Over time, many of these reverse transcription inhibitors, or nucleoside inhibitors were developed, but in time, the virus was able to mutate to avoid this drug. The second class of anti-hiv drugs developed, in 1996, were the protease inhibitors. These drugs target the HIV protease, which is a HIV protein that changes the proteins coat from the initial immature form that is released from an infected cell, to a mature form. Without the protease, the immature HIV is not able to infect as well. These two types of drugs were in a combinatorial, or cocktail type of treatment (2 nucleoside inhibitors, 1 protease inhibitor) to target multiple genes and stop the ability for HIV to mutate against the drugs. This was called HAART, Highly Active Anti-Retroviral Therapy. The biggest problem with this therapy is that the virus can in fact mutate over time, and this is often due to patients unable to follow the treatment (nonadherance) or unable to pay for so many drugs. Thus mutant forms of HIV exist that are resistant to HAART. A third target of anti-hiv drugs is the fusion step.
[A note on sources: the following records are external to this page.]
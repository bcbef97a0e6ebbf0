//! Sequential-Impulse Contact Solver
//!
//! Resolves the tick's contact manifolds in three phases:
//!
//! 1. **Velocity passes**: a fixed number of sweeps over the manifolds, each
//!    applying the normal impulse that drives the relative normal velocity to
//!    its restitution target, then a Coulomb friction impulse along the
//!    tangent. Impulses are accumulated per contact and clamped, so the
//!    solver never pulls bodies together.
//! 2. **Event reporting**: contacts whose accumulated normal impulse crossed
//!    the reporting threshold become [`CollisionEvent`]s, in manifold order.
//! 3. **Position passes**: Baumgarte-style correction of the remaining
//!    penetration. Only positions move, so no energy is added.
//!
//! Manifolds arrive sorted by `(lower index, higher index)`, and every loop
//! here walks them in that order.

use crate::body::BodyRegistry;
use crate::collider::ContactManifold;
use crate::event::{CollisionEvent, EventQueue};
use crate::math::{Fix64, Vec2Fix};

#[cfg(not(feature = "std"))]
use alloc::vec::Vec;

// ============================================================================
// Configuration
// ============================================================================

/// Solver configuration
#[derive(Clone, Copy, Debug, PartialEq, Eq)]
#[cfg_attr(feature = "serde", derive(serde::Serialize, serde::Deserialize))]
#[cfg_attr(feature = "serde", serde(default))]
pub struct SolverConfig {
    /// Velocity sweeps per tick
    pub velocity_iterations: u32,
    /// Positional correction sweeps per tick
    pub position_iterations: u32,
    /// Fraction of the remaining penetration removed per sweep
    pub position_correction: Fix64,
    /// Penetration left alone to keep resting contacts stable
    pub penetration_slop: Fix64,
    /// Residual penetration considered degraded (reported in step stats)
    pub penetration_tolerance: Fix64,
    /// Minimum accumulated normal impulse that produces an event
    pub impulse_report_threshold: Fix64,
    /// Approach speeds below this do not bounce
    pub restitution_velocity_threshold: Fix64,
    /// Sweeps over body joints per tick
    pub joint_iterations: u32,
}

impl Default for SolverConfig {
    fn default() -> Self {
        Self {
            velocity_iterations: 8,
            position_iterations: 4,
            position_correction: Fix64::from_ratio(4, 5),
            penetration_slop: Fix64::from_ratio(1, 200),
            penetration_tolerance: Fix64::from_ratio(1, 100),
            impulse_report_threshold: Fix64::from_ratio(1, 20),
            restitution_velocity_threshold: Fix64::from_ratio(1, 20),
            joint_iterations: 4,
        }
    }
}

// ============================================================================
// Solver
// ============================================================================

/// Per-contact scratch state
#[derive(Clone, Copy, Debug)]
struct ContactState {
    /// Effective inverse mass along the normal (and tangent)
    k: Fix64,
    /// Desired post-solve normal velocity
    target: Fix64,
    normal_impulse: Fix64,
    tangent_impulse: Fix64,
    /// Positions when the solve started, for depth tracking
    pa0: Vec2Fix,
    pb0: Vec2Fix,
}

/// What one solve produced
#[derive(Clone, Copy, Debug, Default, PartialEq, Eq)]
pub struct SolveSummary {
    /// Events pushed to the queue
    pub events_reported: u32,
    /// Events that displaced older ones from a full queue
    pub events_dropped: u32,
    /// Sleeping bodies woken by contact with a moving body
    pub woken: u32,
    /// Largest penetration left after the position passes
    pub max_penetration: Fix64,
    /// Contacts whose residual penetration exceeds the tolerance
    pub deep_contacts: u32,
}

/// Reusable contact solver
#[derive(Clone, Debug, Default)]
pub struct ContactSolver {
    states: Vec<ContactState>,
}

impl ContactSolver {
    /// Create a solver with no scratch state
    #[must_use]
    pub fn new() -> Self {
        Self::default()
    }

    /// Resolve `manifolds` and report qualifying contacts into `events`
    pub fn solve(
        &mut self,
        bodies: &mut BodyRegistry,
        manifolds: &[ContactManifold],
        config: &SolverConfig,
        tick: u64,
        events: &mut EventQueue,
    ) -> SolveSummary {
        let mut summary = SolveSummary {
            woken: wake_touched(bodies, manifolds),
            ..SolveSummary::default()
        };
        self.prepare(bodies, manifolds, config);

        for _ in 0..config.velocity_iterations {
            for (m, s) in manifolds.iter().zip(self.states.iter_mut()) {
                solve_velocity(bodies, m, s);
            }
        }

        for (m, s) in manifolds.iter().zip(self.states.iter()) {
            if s.normal_impulse >= config.impulse_report_threshold {
                let dropped = events.push(CollisionEvent {
                    body_a: m.body_a,
                    body_b: m.body_b,
                    point: m.point,
                    normal: m.normal,
                    impulse: s.normal_impulse,
                    tick,
                });
                summary.events_reported += 1;
                if dropped {
                    summary.events_dropped += 1;
                }
            }
        }

        for _ in 0..config.position_iterations {
            for (m, s) in manifolds.iter().zip(self.states.iter()) {
                correct_position(bodies, m, s, config);
            }
        }

        for (m, s) in manifolds.iter().zip(self.states.iter()) {
            let depth = current_depth(bodies, m, s);
            summary.max_penetration = summary.max_penetration.max(depth);
            if depth > config.penetration_tolerance {
                summary.deep_contacts += 1;
            }
        }
        summary
    }

    fn prepare(&mut self, bodies: &BodyRegistry, manifolds: &[ContactManifold], config: &SolverConfig) {
        self.states.clear();
        for m in manifolds {
            let state = match (bodies.at(m.body_a.index()), bodies.at(m.body_b.index())) {
                (Some(a), Some(b)) => {
                    let vn0 = (b.velocity - a.velocity).dot(m.normal);
                    let target = if vn0 < -config.restitution_velocity_threshold {
                        -(m.restitution * vn0)
                    } else {
                        Fix64::ZERO
                    };
                    ContactState {
                        k: a.inv_mass + b.inv_mass,
                        target,
                        normal_impulse: Fix64::ZERO,
                        tangent_impulse: Fix64::ZERO,
                        pa0: a.position,
                        pb0: b.position,
                    }
                }
                _ => ContactState {
                    k: Fix64::ZERO,
                    target: Fix64::ZERO,
                    normal_impulse: Fix64::ZERO,
                    tangent_impulse: Fix64::ZERO,
                    pa0: Vec2Fix::ZERO,
                    pb0: Vec2Fix::ZERO,
                },
            };
            self.states.push(state);
        }
    }
}

/// Wake sleeping bodies that a moving body is touching
fn wake_touched(bodies: &mut BodyRegistry, manifolds: &[ContactManifold]) -> u32 {
    let mut woken = 0;
    for m in manifolds {
        if let Some((a, b)) = bodies.pair_mut(m.body_a.index(), m.body_b.index()) {
            if a.is_sleeping() && b.is_moving() {
                a.sleep.wake();
                woken += 1;
            } else if b.is_sleeping() && a.is_moving() {
                b.sleep.wake();
                woken += 1;
            }
        }
    }
    woken
}

fn solve_velocity(bodies: &mut BodyRegistry, m: &ContactManifold, s: &mut ContactState) {
    if s.k.is_zero() {
        return;
    }
    let Some((a, b)) = bodies.pair_mut(m.body_a.index(), m.body_b.index()) else {
        return;
    };
    let n = m.normal;

    // Normal
    let vn = (b.velocity - a.velocity).dot(n);
    let mut d_lambda = (s.target - vn) / s.k;
    let accumulated = (s.normal_impulse + d_lambda).max(Fix64::ZERO);
    d_lambda = accumulated - s.normal_impulse;
    s.normal_impulse = accumulated;
    let impulse = n.scale(d_lambda);
    a.velocity -= impulse.scale(a.inv_mass);
    b.velocity += impulse.scale(b.inv_mass);

    // Friction
    let t = n.perpendicular();
    let vt = (b.velocity - a.velocity).dot(t);
    let limit = m.friction * s.normal_impulse;
    let accumulated = (s.tangent_impulse - vt / s.k).clamp(-limit, limit);
    let d_tangent = accumulated - s.tangent_impulse;
    s.tangent_impulse = accumulated;
    let impulse = t.scale(d_tangent);
    a.velocity -= impulse.scale(a.inv_mass);
    b.velocity += impulse.scale(b.inv_mass);
}

/// Penetration now, given how far both bodies moved since detection
fn current_depth(bodies: &BodyRegistry, m: &ContactManifold, s: &ContactState) -> Fix64 {
    match (bodies.at(m.body_a.index()), bodies.at(m.body_b.index())) {
        (Some(a), Some(b)) => {
            let separation = (b.position - s.pb0) - (a.position - s.pa0);
            m.depth - separation.dot(m.normal)
        }
        _ => Fix64::ZERO,
    }
}

fn correct_position(bodies: &mut BodyRegistry, m: &ContactManifold, s: &ContactState, config: &SolverConfig) {
    if s.k.is_zero() {
        return;
    }
    let depth = current_depth(bodies, m, s);
    let excess = (depth - config.penetration_slop).max(Fix64::ZERO);
    if excess.is_zero() {
        return;
    }
    let Some((a, b)) = bodies.pair_mut(m.body_a.index(), m.body_b.index()) else {
        return;
    };
    let push = excess * config.position_correction / s.k;
    let offset = m.normal.scale(push);
    a.position -= offset.scale(a.inv_mass);
    b.position += offset.scale(b.inv_mass);
}

#[cfg(test)]
mod tests {
    use super::*;
    use crate::body::{Body, BodyDesc, BodyHandle};
    use crate::collider::{narrow_phase, Shape};

    fn ball(x: f64, vx: f64, restitution: f64) -> Body {
        Body::from_desc(
            &BodyDesc::dynamic(Shape::circle(Fix64::HALF), Fix64::ONE)
                .with_position(Vec2Fix::from_f64(x, 0.0))
                .with_velocity(Vec2Fix::from_f64(vx, 0.0))
                .with_restitution(Fix64::from_f64(restitution))
                .with_friction(Fix64::ZERO),
        )
        .unwrap()
    }

    fn solve(reg: &mut BodyRegistry, pairs: &[(u32, u32)], events: &mut EventQueue) -> SolveSummary {
        let mut manifolds = Vec::new();
        narrow_phase(reg, pairs, &mut manifolds);
        ContactSolver::new().solve(reg, &manifolds, &SolverConfig::default(), 7, events)
    }

    fn h(index: u64) -> BodyHandle {
        BodyHandle::from_bits(index)
    }

    #[test]
    fn test_elastic_head_on() {
        let mut reg = BodyRegistry::new(4);
        reg.insert(ball(-0.45, 1.0, 1.0)).unwrap();
        reg.insert(ball(0.45, -1.0, 1.0)).unwrap();
        let mut events = EventQueue::new(16);
        let summary = solve(&mut reg, &[(0, 1)], &mut events);

        assert_eq!(reg.get(h(0)).unwrap().velocity, Vec2Fix::from_int(-1, 0));
        assert_eq!(reg.get(h(1)).unwrap().velocity, Vec2Fix::from_int(1, 0));
        assert_eq!(summary.events_reported, 1);
        let e = events.drain()[0];
        assert_eq!(e.impulse, Fix64::TWO);
        assert_eq!(e.tick, 7);
        assert_eq!((e.body_a, e.body_b), (h(0), h(1)));
    }

    #[test]
    fn test_inelastic_stops_approach() {
        let mut reg = BodyRegistry::new(4);
        reg.insert(ball(-0.45, 1.0, 0.0)).unwrap();
        reg.insert(ball(0.45, -1.0, 0.0)).unwrap();
        let mut events = EventQueue::new(16);
        solve(&mut reg, &[(0, 1)], &mut events);
        assert_eq!(reg.get(h(0)).unwrap().velocity, Vec2Fix::ZERO);
        assert_eq!(reg.get(h(1)).unwrap().velocity, Vec2Fix::ZERO);
    }

    #[test]
    fn test_separating_contact_untouched() {
        let mut reg = BodyRegistry::new(4);
        reg.insert(ball(-0.45, -1.0, 1.0)).unwrap();
        reg.insert(ball(0.45, 1.0, 1.0)).unwrap();
        let mut events = EventQueue::new(16);
        let summary = solve(&mut reg, &[(0, 1)], &mut events);
        assert_eq!(reg.get(h(0)).unwrap().velocity, Vec2Fix::from_int(-1, 0));
        assert_eq!(summary.events_reported, 0, "no impulse, no event");
    }

    #[test]
    fn test_resting_contact_not_reported() {
        let mut reg = BodyRegistry::new(4);
        reg.insert(ball(-0.45, 0.01, 0.3)).unwrap();
        reg.insert(ball(0.45, 0.0, 0.3)).unwrap();
        let mut events = EventQueue::new(16);
        let summary = solve(&mut reg, &[(0, 1)], &mut events);
        assert_eq!(summary.events_reported, 0);
        assert!(events.is_empty());
    }

    #[test]
    fn test_position_correction_reduces_depth() {
        let mut reg = BodyRegistry::new(4);
        reg.insert(ball(-0.3, 0.0, 0.0)).unwrap();
        reg.insert(ball(0.3, 0.0, 0.0)).unwrap();
        let mut events = EventQueue::new(16);
        let summary = solve(&mut reg, &[(0, 1)], &mut events);

        let a = reg.get(h(0)).unwrap();
        let b = reg.get(h(1)).unwrap();
        let gap = b.position.x - a.position.x;
        // Started 0.4 deep; four passes at 0.8 leave well under the tolerance
        assert!(Fix64::ONE - gap < SolverConfig::default().penetration_tolerance);
        assert!(summary.max_penetration < SolverConfig::default().penetration_tolerance);
        assert_eq!(summary.deep_contacts, 0);
        assert_eq!(a.velocity, Vec2Fix::ZERO, "correction moves positions only");
    }

    #[test]
    fn test_static_body_absorbs_nothing() {
        let mut reg = BodyRegistry::new(4);
        let wall = BodyDesc::fixed(Shape::circle(Fix64::HALF)).with_restitution(Fix64::ONE);
        reg.insert(Body::from_desc(&wall).unwrap()).unwrap();
        reg.insert(ball(0.9, -2.0, 1.0)).unwrap();
        let mut events = EventQueue::new(16);
        solve(&mut reg, &[(0, 1)], &mut events);
        assert_eq!(reg.get(h(0)).unwrap().position, Vec2Fix::ZERO);
        assert_eq!(reg.get(h(1)).unwrap().velocity, Vec2Fix::from_int(2, 0));
        assert_eq!(events.drain()[0].impulse, Fix64::from_int(4));
    }

    #[test]
    fn test_friction_bounded_by_normal_impulse() {
        let mut reg = BodyRegistry::new(4);
        let floor = BodyDesc::fixed(Shape::aabb(Vec2Fix::from_int(5, 1)))
            .with_friction(Fix64::ONE)
            .with_restitution(Fix64::ZERO);
        reg.insert(Body::from_desc(&floor).unwrap()).unwrap();
        let slider = BodyDesc::dynamic(Shape::circle(Fix64::HALF), Fix64::ONE)
            .with_position(Vec2Fix::from_f64(0.0, 1.45))
            .with_velocity(Vec2Fix::from_f64(3.0, -1.0))
            .with_restitution(Fix64::ZERO)
            .with_friction(Fix64::from_f64(0.25));
        reg.insert(Body::from_desc(&slider).unwrap()).unwrap();
        let mut events = EventQueue::new(16);
        solve(&mut reg, &[(0, 1)], &mut events);

        let v = reg.get(h(1)).unwrap().velocity;
        // Normal impulse 1, friction sqrt(0.25 * 1) = 0.5 caps the tangential change
        assert!((v.y.to_f64()).abs() < 1e-6);
        assert!((v.x.to_f64() - 2.5).abs() < 1e-6);
    }

    #[test]
    fn test_contact_wakes_sleeper() {
        let mut reg = BodyRegistry::new(4);
        let mut sleeper = ball(-0.45, 0.0, 0.3);
        sleeper.sleep.put_to_sleep();
        reg.insert(sleeper).unwrap();
        reg.insert(ball(0.45, -1.0, 0.3)).unwrap();
        let mut events = EventQueue::new(16);
        let summary = solve(&mut reg, &[(0, 1)], &mut events);
        assert_eq!(summary.woken, 1);
        let a = reg.get(h(0)).unwrap();
        assert!(!a.is_sleeping());
        assert!(a.velocity.x.is_negative());
    }
}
When a virus s spikes attach to the receptors of the cell that it will be infecting, HIV gets closer and allows the spikes to fuse the envelope and the plasma membrane of the cell that it is infecting. Fusion inhibitors have been developed which bind to the spikes right before they start fusion and freeze the virus in place. No fusions occur and thus no infection happens. The first fusion inhibitor was released a couple of years ago and is called Fuzeon. The major problem is that this drug is only injectable because it is a protein and proteins are degraded by the stomach. Thus this drug is
effective but used only after HAART fails.as of yet, there is no cure for HIV, only the ability to control the virus.